Doubt - A Devotional Paraphrase

Inspired by John Wesley’s Sermon, “Satan's Devices”
By: Michael Roberts

“And we do this so that we may not be outwitted by Satan; for we are not ignorant of his designs”

2 Corinthians 2:11

It’s so timely! The focus of this sermon is not on the obvious evil forces let loose in the world. In our time together, we are not going to be pointing fingers or projecting on to others. That’s too easy. Today, our calling is to engage in the much more painful work of looking in our own spiritual mirror and examining how evil might work in and through us. The focus here is on the way that the “subtle god of this world labors to destroy the children of God,” those on the “inside” already.

In this endeavor we start with good news. The kingdom of heaven is already established in our hearts, bringing “righteousness and peace and joy in the Holy Spirit.” Even as “babes in Christ,” we have experienced these “inconceivably” great blessings. At the same time, there is also planted within us a desire for more, a calling to love God with our whole beings and to know how to rejoice and give thanks in all things. The vision of perfection in love is set before our eyes.

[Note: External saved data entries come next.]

//! Table bootstrap and identifier validation.
//!
//! Table names cannot be bound as parameters, so every name that is
//! substituted into statement text goes through [`TableName::parse`] first.

use std::fmt;
use std::sync::LazyLock;

use log::info;
use regex::Regex;

use crate::config::{DEFAULT_LOG_TABLE, INVENTORY_TABLE, SERVICES_TABLE};
use crate::error_handling::DatabaseError;
use crate::scores::Game;
use crate::storage::pool::ConnectionPool;

static IDENTIFIER_PATTERN: LazyLock<Regex> = LazyLock::new(|| {
    Regex::new(r"^[A-Za-z_][A-Za-z0-9_]{0,63}$").expect("identifier pattern is valid")
});

/// A validated SQL table identifier.
#[derive(Debug, Clone, PartialEq, Eq, Hash)]
pub struct TableName(String);

impl TableName {
    /// Accepts `name` only if it is a plain identifier.
    ///
    /// # Errors
    ///
    /// Returns `InvalidIdentifier` for anything containing quotes, spaces,
    /// punctuation, or longer than 64 characters.
    pub fn parse(name: &str) -> Result<Self, DatabaseError> {
        if IDENTIFIER_PATTERN.is_match(name) {
            Ok(Self(name.to_string()))
        } else {
            Err(DatabaseError::InvalidIdentifier(name.to_string()))
        }
    }

    /// The bare identifier.
    pub fn as_str(&self) -> &str {
        &self.0
    }

    /// The identifier quoted for substitution into statement text.
    pub fn quoted(&self) -> String {
        format!("\"{}\"", self.0)
    }
}

impl fmt::Display for TableName {
    fn fmt(&self, f: &mut fmt::Formatter<'_>) -> fmt::Result {
        f.write_str(&self.0)
    }
}

/// Creates the score, log, service and inventory tables if they are missing.
///
/// Idempotent; existing tables and rows are left untouched.
pub async fn ensure_schema(pool: &ConnectionPool) -> Result<(), DatabaseError> {
    let mut tx = pool.begin().await?;

    for game in Game::playable() {
        let table = TableName::parse(game.static_table())?;
        sqlx::query(&format!(
            "CREATE TABLE IF NOT EXISTS {} (
                Name TEXT NOT NULL,
                Score INTEGER NOT NULL DEFAULT 0,
                Code TEXT NOT NULL UNIQUE
            )",
            table.quoted()
        ))
        .execute(&mut *tx)
        .await?;
    }

    ensure_log_table(&mut *tx, &TableName::parse(DEFAULT_LOG_TABLE)?).await?;

    sqlx::query(&format!(
        "CREATE TABLE IF NOT EXISTS {} (
            Name TEXT NOT NULL,
            Status TEXT NOT NULL,
            Restart TEXT NOT NULL
        )",
        TableName::parse(SERVICES_TABLE)?.quoted()
    ))
    .execute(&mut *tx)
    .await?;

    sqlx::query(&format!(
        "CREATE TABLE IF NOT EXISTS {} (
            ID INTEGER PRIMARY KEY,
            Name TEXT NOT NULL
        )",
        TableName::parse(INVENTORY_TABLE)?.quoted()
    ))
    .execute(&mut *tx)
    .await?;

    tx.commit().await?;
    info!("Schema ready");
    Ok(())
}

/// Creates a log table with the `Name, Score, Logdate` layout.
async fn ensure_log_table(
    conn: &mut sqlx::SqliteConnection,
    table: &TableName,
) -> Result<(), DatabaseError> {
    sqlx::query(&format!(
        "CREATE TABLE IF NOT EXISTS {} (
            Name TEXT NOT NULL,
            Score INTEGER NOT NULL,
            Logdate TEXT NOT NULL
        )",
        table.quoted()
    ))
    .execute(&mut *conn)
    .await?;
    Ok(())
}
//! Shared test helpers for storage-backed tests.
//!
//! Pools with more than one connection need a shared database file, because
//! every `sqlite::memory:` connection opens its own private database.

#[cfg(test)]
use std::time::Duration;

#[cfg(test)]
use tempfile::TempDir;

#[cfg(test)]
use crate::storage::{ensure_schema, ConnectionPool, PoolConfig};

/// Creates a schema-bootstrapped pool on a fresh temporary database file.
///
/// The returned `TempDir` must be kept alive for as long as the pool is used.
#[cfg(test)]
pub async fn create_test_pool(size: u32, acquire_timeout: Duration) -> (TempDir, ConnectionPool) {
    let dir = TempDir::new().expect("Failed to create temp dir");
    let db_path = dir.path().join("scoreboard_test.db");
    let pool = ConnectionPool::connect(PoolConfig {
        database_url: format!("sqlite://{}", db_path.display()),
        size,
        acquire_timeout,
    })
    .await
    .expect("Failed to create test database pool");
    ensure_schema(&pool).await.expect("Failed to create schema");
    (dir, pool)
}

/// Inserts a score row directly, bypassing the repository.
#[cfg(test)]
pub async fn insert_score_row(pool: &ConnectionPool, table: &str, name: &str, score: i64) {
    let code: String = name.chars().take(1).collect();
    sqlx::query(&format!(
        "INSERT INTO \"{table}\" (Name, Score, Code) VALUES (?, ?, ?)"
    ))
    .bind(name)
    .bind(score)
    .bind(code)
    .execute(pool.inner())
    .await
    .expect("Failed to insert test score");
}

/// Counts rows of `table` directly, bypassing the repository.
#[cfg(test)]
pub async fn count_rows(pool: &ConnectionPool, table: &str) -> i64 {
    sqlx::query_scalar(&format!("SELECT COUNT(*) FROM \"{table}\""))
        .fetch_one(pool.inner())
        .await
        .expect("Failed to count rows")
}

What does a life in Christ look like? Initially, we can share a glimpse of what this looks like in the negative; it is life freed from anger, pride, from all filthiness, whether of flesh or spirit, and cleansed of all idols. As we mature in our new identity, it is also expressed in the positive through life-giving virtues – courage, temperance, patience, and kindness to all.

We can never think that this growth to, what Wesley calls, “perfection in love” is easy. There are adversaries in the way. The grand device of Satan, as Wesley calls it, is to destroy the first work of God within, or at least to hinder its growth, by working to lessen our expectations, or in some cases, to make the expectations appear as great burdens and judgment upon us. The goal is to dampen our joy by showing us how far we miss the mark, and to show how impossible transformation is by our own efforts. The temptation is to give in. We start to take the transformation we have already received for granted and justify it as enough. That is deadly.

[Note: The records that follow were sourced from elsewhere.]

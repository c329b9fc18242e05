//! Concurrent fan-out reads across game tables.
//!
//! One task is spawned per table; each borrows its own pooled connection.
//! Results come back in the order the tables were given, whatever order the
//! tasks finish in, and a failing table never takes its siblings down.

use futures::future::join_all;
use log::{info, warn};

use crate::error_handling::DatabaseError;
use crate::scores::game::Game;
use crate::scores::models::TableScores;
use crate::scores::repository::ScoreRepository;
use crate::storage::TableName;

/// Reads several score tables in parallel.
#[derive(Clone, Debug)]
pub struct ConcurrentAggregator {
    repository: ScoreRepository,
}

impl ConcurrentAggregator {
    pub fn new(repository: ScoreRepository) -> Self {
        Self { repository }
    }

    /// Reads `game`'s scores. `Game::All` fans out across every playable
    /// game; any other game yields a single entry.
    ///
    /// # Errors
    ///
    /// Only table resolution errors are returned here. Per-table read
    /// failures are reported inside the matching [`TableScores`].
    pub async fn read(&self, game: Game) -> Result<Vec<TableScores>, DatabaseError> {
        let tables = if game.is_aggregate() {
            self.repository.resolve_all().await?
        } else {
            vec![self.repository.resolve_table(game).await?]
        };
        Ok(self.read_tables(tables).await)
    }

    /// Reads every table in `tables` concurrently and returns one entry per
    /// table, in the same order.
    pub async fn read_tables(&self, tables: Vec<TableName>) -> Vec<TableScores> {
        let handles: Vec<_> = tables
            .iter()
            .cloned()
            .map(|table| {
                let repository = self.repository.clone();
                tokio::spawn(async move { repository.read_table(&table).await })
            })
            .collect();

        let joined = join_all(handles).await;

        let results: Vec<TableScores> = tables
            .into_iter()
            .zip(joined)
            .map(|(table, joined)| {
                let outcome = match joined {
                    Ok(outcome) => outcome,
                    Err(join_error) => Err(DatabaseError::TaskFailed(format!(
                        "{table}: {join_error}"
                    ))),
                };
                if let Err(ref e) = outcome {
                    warn!("Reading {table} failed: {e}");
                }
                TableScores { table, outcome }
            })
            .collect();

        let failed = results.iter().filter(|r| !r.is_ok()).count();
        info!(
            "Read {} tables concurrently ({} failed)",
            results.len(),
            failed
        );
        results
    }
}
//! End-to-end score operations through the public repository API.

#[path = "helpers.rs"]
mod helpers;

use helpers::{count_rows, create_test_pool, exec, test_repository};
use scoreboard::{AddOutcome, DatabaseError, Game};
use tokio::time::Duration;

#[tokio::test]
async fn test_add_show_update_cycle() {
    let (_dir, pool) = create_test_pool(3, Duration::from_secs(2)).await;
    let repository = test_repository(&pool, true);

    assert_eq!(
        repository.add_score(Game::Chess, "Magnus", 10).await.unwrap(),
        AddOutcome::Inserted
    );
    assert_eq!(
        repository.add_score(Game::Chess, "Mikhail", 99).await.unwrap(),
        AddOutcome::AlreadyRecorded
    );

    assert_eq!(repository.update_score(Game::Chess, "Magnus", 5).await.unwrap(), 1);
    assert_eq!(repository.update_score(Game::Chess, "Magnus", -3).await.unwrap(), 1);

    let rows = repository.show_scores(Game::Chess).await.unwrap();
    assert_eq!(rows.len(), 1);
    assert_eq!(rows[0].player, "Magnus");
    assert_eq!(rows[0].score, 12);
    assert_eq!(rows[0].code, "M");
}

#[tokio::test]
async fn test_inventory_names_route_operations() {
    let (_dir, pool) = create_test_pool(3, Duration::from_secs(2)).await;
    exec(
        &pool,
        "CREATE TABLE Uno2024 (Name TEXT, Score INTEGER DEFAULT 0, Code TEXT UNIQUE)",
    )
    .await;
    exec(&pool, "INSERT INTO Inventory (ID, Name) VALUES (1, 'Uno2024')").await;

    let repository = test_repository(&pool, true);
    repository.add_score(Game::Uno, "Ann", 4).await.unwrap();

    assert_eq!(count_rows(&pool, "Uno2024").await, 1);
    assert_eq!(count_rows(&pool, "UNO").await, 0);

    let static_repository = test_repository(&pool, false);
    assert_eq!(
        static_repository.resolve_table(Game::Uno).await.unwrap().as_str(),
        "UNO"
    );
}

#[tokio::test]
async fn test_unknown_and_aggregate_games_are_rejected() {
    let (_dir, pool) = create_test_pool(1, Duration::from_secs(2)).await;
    let repository = test_repository(&pool, true);

    assert!(matches!(
        Game::parse("Go"),
        Err(DatabaseError::UnknownGameError(_))
    ));
    assert!(matches!(
        repository.add_score(Game::All, "Ann", 1).await,
        Err(DatabaseError::LookupError(_))
    ));
}

#[tokio::test]
async fn test_log_and_clear_snapshots_then_zeroes() {
    let (_dir, pool) = create_test_pool(2, Duration::from_secs(2)).await;
    let repository = test_repository(&pool, true);
    repository.add_score(Game::Carrom, "Ravi", 7).await.unwrap();
    repository.add_score(Game::Carrom, "Sita", 3).await.unwrap();

    let first = repository.log_and_clear(Game::Carrom, "Logs").await.unwrap();
    assert_eq!(first.logged, 2);
    assert_eq!(first.zeroed, 2);

    // Running again on the same day replaces today's rows.
    let second = repository.log_and_clear(Game::Carrom, "Logs").await.unwrap();
    assert_eq!(second.replaced, 2);
    assert_eq!(count_rows(&pool, "Logs").await, 2);

    let rows = repository.show_scores(Game::Carrom).await.unwrap();
    assert!(rows.iter().all(|r| r.score == 0));
}

#[tokio::test]
async fn test_clear_table_empties_only_that_game() {
    let (_dir, pool) = create_test_pool(2, Duration::from_secs(2)).await;
    let repository = test_repository(&pool, true);
    repository.add_score(Game::Uno, "Ann", 1).await.unwrap();
    repository.add_score(Game::Chess, "Kim", 1).await.unwrap();

    repository.clear_table(Game::Uno).await.unwrap();

    assert_eq!(count_rows(&pool, "UNO").await, 0);
    assert_eq!(count_rows(&pool, "Chess").await, 1);
}
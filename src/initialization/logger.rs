//! Logger initialization.
//!
//! This module provides functions to initialize the logger with custom formatting.

use std::io::Write;

use crate::config::LogFormat;
use crate::error_handling::InitializationError;
use colored::*;
use log::LevelFilter;

/// Initializes the logger with the specified level and format.
///
/// Configures `env_logger` with custom formatting. Supports both plain text
/// (with colors) and JSON formats for structured logging.
///
/// The logger reads from the `RUST_LOG` environment variable by default, but
/// the provided `level` parameter will override it.
///
/// # Errors
///
/// Returns `InitializationError::LoggerError` if a logger is already installed.
///
/// # Examples
///
/// ```bash
/// RUST_LOG=debug scoreboard show all
/// RUST_LOG=scoreboard=debug,sqlx=info scoreboard sql
/// ```
pub fn init_logger_with(level: LevelFilter, format: LogFormat) -> Result<(), InitializationError> {
    let mut builder = env_logger::Builder::from_default_env();

    builder.filter_level(level);
    // sqlx logs every statement at info; keep it quiet unless asked
    builder.filter_module("sqlx", LevelFilter::Warn);
    builder.filter_module("scoreboard", level);

    match format {
        LogFormat::Json => {
            builder.format(|buf, record| {
                writeln!(
                    buf,
                    "{{\"ts\":{},\"level\":\"{}\",\"target\":\"{}\",\"msg\":{}}}",
                    chrono::Utc::now().timestamp_millis(),
                    record.level(),
                    record.target(),
                    serde_json::to_string(&record.args().to_string())
                        .unwrap_or_else(|_| "\"\"".into())
                )
            });
        }
        LogFormat::Plain => {
            builder.format(|buf, record| {
                let level = record.level();
                let colored_level = match level {
                    log::Level::Error => level.to_string().red(),
                    log::Level::Warn => level.to_string().yellow(),
                    log::Level::Info => level.to_string().green(),
                    log::Level::Debug => level.to_string().blue(),
                    log::Level::Trace => level.to_string().purple(),
                };

                writeln!(
                    buf,
                    "{} {} [{}] {}",
                    chrono::Local::now().format("%H:%M:%S"),
                    record.target().cyan(),
                    colored_level,
                    record.args()
                )
            });
        }
    }

    // try_init so tests that initialize twice get an error instead of a panic
    builder.try_init().map_err(InitializationError::from)?;

    Ok(())
}
//! Score data types.

use chrono::NaiveDate;
use serde::Serialize;
use sqlx::sqlite::SqliteRow;
use sqlx::Row;

use crate::error_handling::DatabaseError;
use crate::storage::TableName;

/// One row of a game's score table.
#[derive(Debug, Clone, PartialEq, Eq, Serialize)]
pub struct ScoreRecord {
    pub player: String,
    pub score: i64,
    pub code: String,
}

impl ScoreRecord {
    /// Reads a `Name, Score, Code` row.
    pub(crate) fn from_row(row: &SqliteRow) -> Result<Self, sqlx::Error> {
        Ok(Self {
            player: row.try_get("Name")?,
            score: row.try_get("Score")?,
            code: row.try_get("Code")?,
        })
    }
}

/// Result of `add_score`.
#[derive(Debug, Clone, Copy, PartialEq, Eq)]
pub enum AddOutcome {
    Inserted,
    /// A row with the same code already existed; nothing was written.
    AlreadyRecorded,
}

/// What `log_and_clear` did, counted per statement.
#[derive(Debug, Clone, PartialEq, Eq)]
pub struct LogAndClearSummary {
    pub log_date: NaiveDate,
    /// Same-day log rows removed before the snapshot
    pub replaced: u64,
    /// Score rows copied into the log table
    pub logged: u64,
    /// Score rows zeroed
    pub zeroed: u64,
}

/// One table's share of an aggregate read.
///
/// An empty `Ok` vector means the table exists and has no rows; a missing
/// or unreadable table shows up as an `Err` attributed to that table.
#[derive(Debug)]
pub struct TableScores {
    pub table: TableName,
    pub outcome: Result<Vec<ScoreRecord>, DatabaseError>,
}

impl TableScores {
    pub fn is_ok(&self) -> bool {
        self.outcome.is_ok()
    }
}
//! Pool acquisition under contention.
//!
//! With every connection lent out, a further acquisition must fail with
//! `ExhaustedError` once the acquire timeout elapses instead of blocking
//! indefinitely, and must succeed as soon as a connection comes back.

#[path = "helpers.rs"]
mod helpers;

use helpers::create_test_pool;
use scoreboard::{AddOutcome, DatabaseError, Game};
use std::time::Instant;
use tokio::time::Duration;

#[tokio::test]
async fn test_acquire_beyond_pool_size_fails_fast() {
    let (_dir, pool) = create_test_pool(2, Duration::from_millis(200)).await;

    let first = pool.acquire().await.expect("first connection");
    let second = pool.acquire().await.expect("second connection");

    let start = Instant::now();
    let err = pool.acquire().await.expect_err("pool should be exhausted");
    let elapsed = start.elapsed();

    assert!(
        matches!(err, DatabaseError::ExhaustedError { timeout } if timeout == Duration::from_millis(200)),
        "unexpected error: {err}"
    );
    assert!(elapsed >= Duration::from_millis(150), "returned too early: {elapsed:?}");
    assert!(elapsed < Duration::from_secs(5), "blocked too long: {elapsed:?}");

    drop(first);
    drop(second);
}

#[tokio::test]
async fn test_blocked_acquire_succeeds_after_release() {
    let (_dir, pool) = create_test_pool(1, Duration::from_secs(5)).await;
    let held = pool.acquire().await.expect("only connection");

    let waiter = {
        let pool = pool.clone();
        tokio::spawn(async move { pool.acquire().await.map(|_| ()) })
    };

    tokio::time::sleep(Duration::from_millis(100)).await;
    assert!(!waiter.is_finished());

    pool.release(held).await;
    let result = tokio::time::timeout(Duration::from_secs(2), waiter)
        .await
        .expect("waiter should be woken by the release")
        .expect("task should not panic");
    assert!(result.is_ok());
}

#[tokio::test(flavor = "multi_thread", worker_threads = 4)]
async fn test_concurrent_operations_share_a_small_pool() {
    let (_dir, pool) = create_test_pool(2, Duration::from_secs(5)).await;
    let repository = helpers::test_repository(&pool, false);

    let handles: Vec<_> = (0..8u8)
        .map(|i| {
            let repository = repository.clone();
            let player = format!("{}player", (b'a' + i) as char);
            tokio::spawn(async move {
                repository
                    .add_score(Game::Uno, &player, i64::from(i))
                    .await
            })
        })
        .collect();

    for result in futures::future::join_all(handles).await {
        let outcome = result
            .expect("task should not panic")
            .expect("insert should succeed");
        assert_eq!(outcome, AddOutcome::Inserted);
    }
    assert_eq!(helpers::count_rows(&pool, "UNO").await, 8);
    assert!(pool.size() <= 2);
}

#[tokio::test(flavor = "multi_thread", worker_threads = 4)]
async fn test_concurrent_duplicate_codes_are_not_errors() {
    let (_dir, pool) = create_test_pool(4, Duration::from_secs(5)).await;
    let repository = helpers::test_repository(&pool, false);

    for round in 0..20 {
        let handles: Vec<_> = ["Kim", "Kai", "Kat", "Ken"]
            .into_iter()
            .map(|name| {
                let repository = repository.clone();
                tokio::spawn(async move { repository.add_score(Game::Chess, name, round).await })
            })
            .collect();

        for result in futures::future::join_all(handles).await {
            result
                .expect("task should not panic")
                .expect("duplicate code must not fail");
        }
    }

    assert_eq!(helpers::count_rows(&pool, "Chess").await, 1);
}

Another goal is to “attack our peace.” The negative voice on our proverbial shoulder says to us, “You are not fit to see God.” “You are unholy.” You need to “make something out of yourself, make yourself worthy.” “Right now you are nothing.” It is such a lie, and yet these “fiery darts” so often break through. We start to believe that we must justify ourselves by our own righteousness. We start to nullify the grace that is at work within us. Soon, fear will creep in – fear of bondage, fear of death. Blessings of peace and joy become blurred. They recess into the innermost soul with fewer outward manifestations. Satan, with subtle mastery, wins some battles within us, if not the war itself.

Remember the trajectory of our salvation – the perfection of God’s love within us. Another word for this is “holiness” or sanctification. A powerful tactic of evil is to focus our sense of righteousness onto the faults of others. Our thirst for the fullness of God excites us to fretfulness. Our fervent desire for God’s promises leads to impatience. We grow in judgment and self-justification; we focus on rules rather than relationships; we start to divide the gospel against itself creating the opposite of peace. To Satan’s delight, we miss the mark more and more. We can even start to “envy at those whom we believe to have already attained the prize of our high calling.” Yes, by following after perfect holiness we can “become more unholy than before.” It speaks to the dreadful words of the Apostle, “It had been better they had never known the way of righteousness, that, after they had known it, to turn back from the holy commandment delivered to them.”

So, how do we cast back these evil darts poisoning us with “unholy tempers”? At the core, we rely on God’s grace. Even as we contemplate our own sin, our own unholiness – a constant practice for the faithful – we rejoice all the more in Christ’s love. Facing every evil “temper” or disposition can, by grace, increase our “humble joy” rather than lessen it. What a great and liberating word as we apply it not only to ourselves but also we apply the same grace to others, as we indeed do unto others as we would want them to do unto us. In this holy disposition of patience, gentleness, peace, and above all love, our joy and peace and faith will grow in abundance. We affirm, deep within, that “the life I now live, I live by faith in the Son of God, who loved me and gave himself for me.”

In this power of this faith, press on to glory, desiring to be ready to meet Christ face to face and to live in this glorious kingdom. Redeem the time you have. Take every opportunity to grow in grace. If you have one talent now, invest in it and rejoice at its increase. “Whatever may be tomorrow, give all diligence today, to ‘add to your faith courage, temperance, patience, and kindness to all -- the opposite of the fruits of fretfulness, impatience, judgment, and zeal for your own righteousness. Yes, the blessings of holiness can be abused, as we see all too often. Let the abuse cease and the blessings remain. In steadfast faith, in calm tranquility of spirit, in full assurance of hope, rejoicing evermore for what God has done, press on to perfection. Daily grow in knowledge of our Lord Jesus Christ, in resignation, in patience, in humble thanksgiving. Run the race set before you, looking to Jesus until through perfect love you enter into his glory!”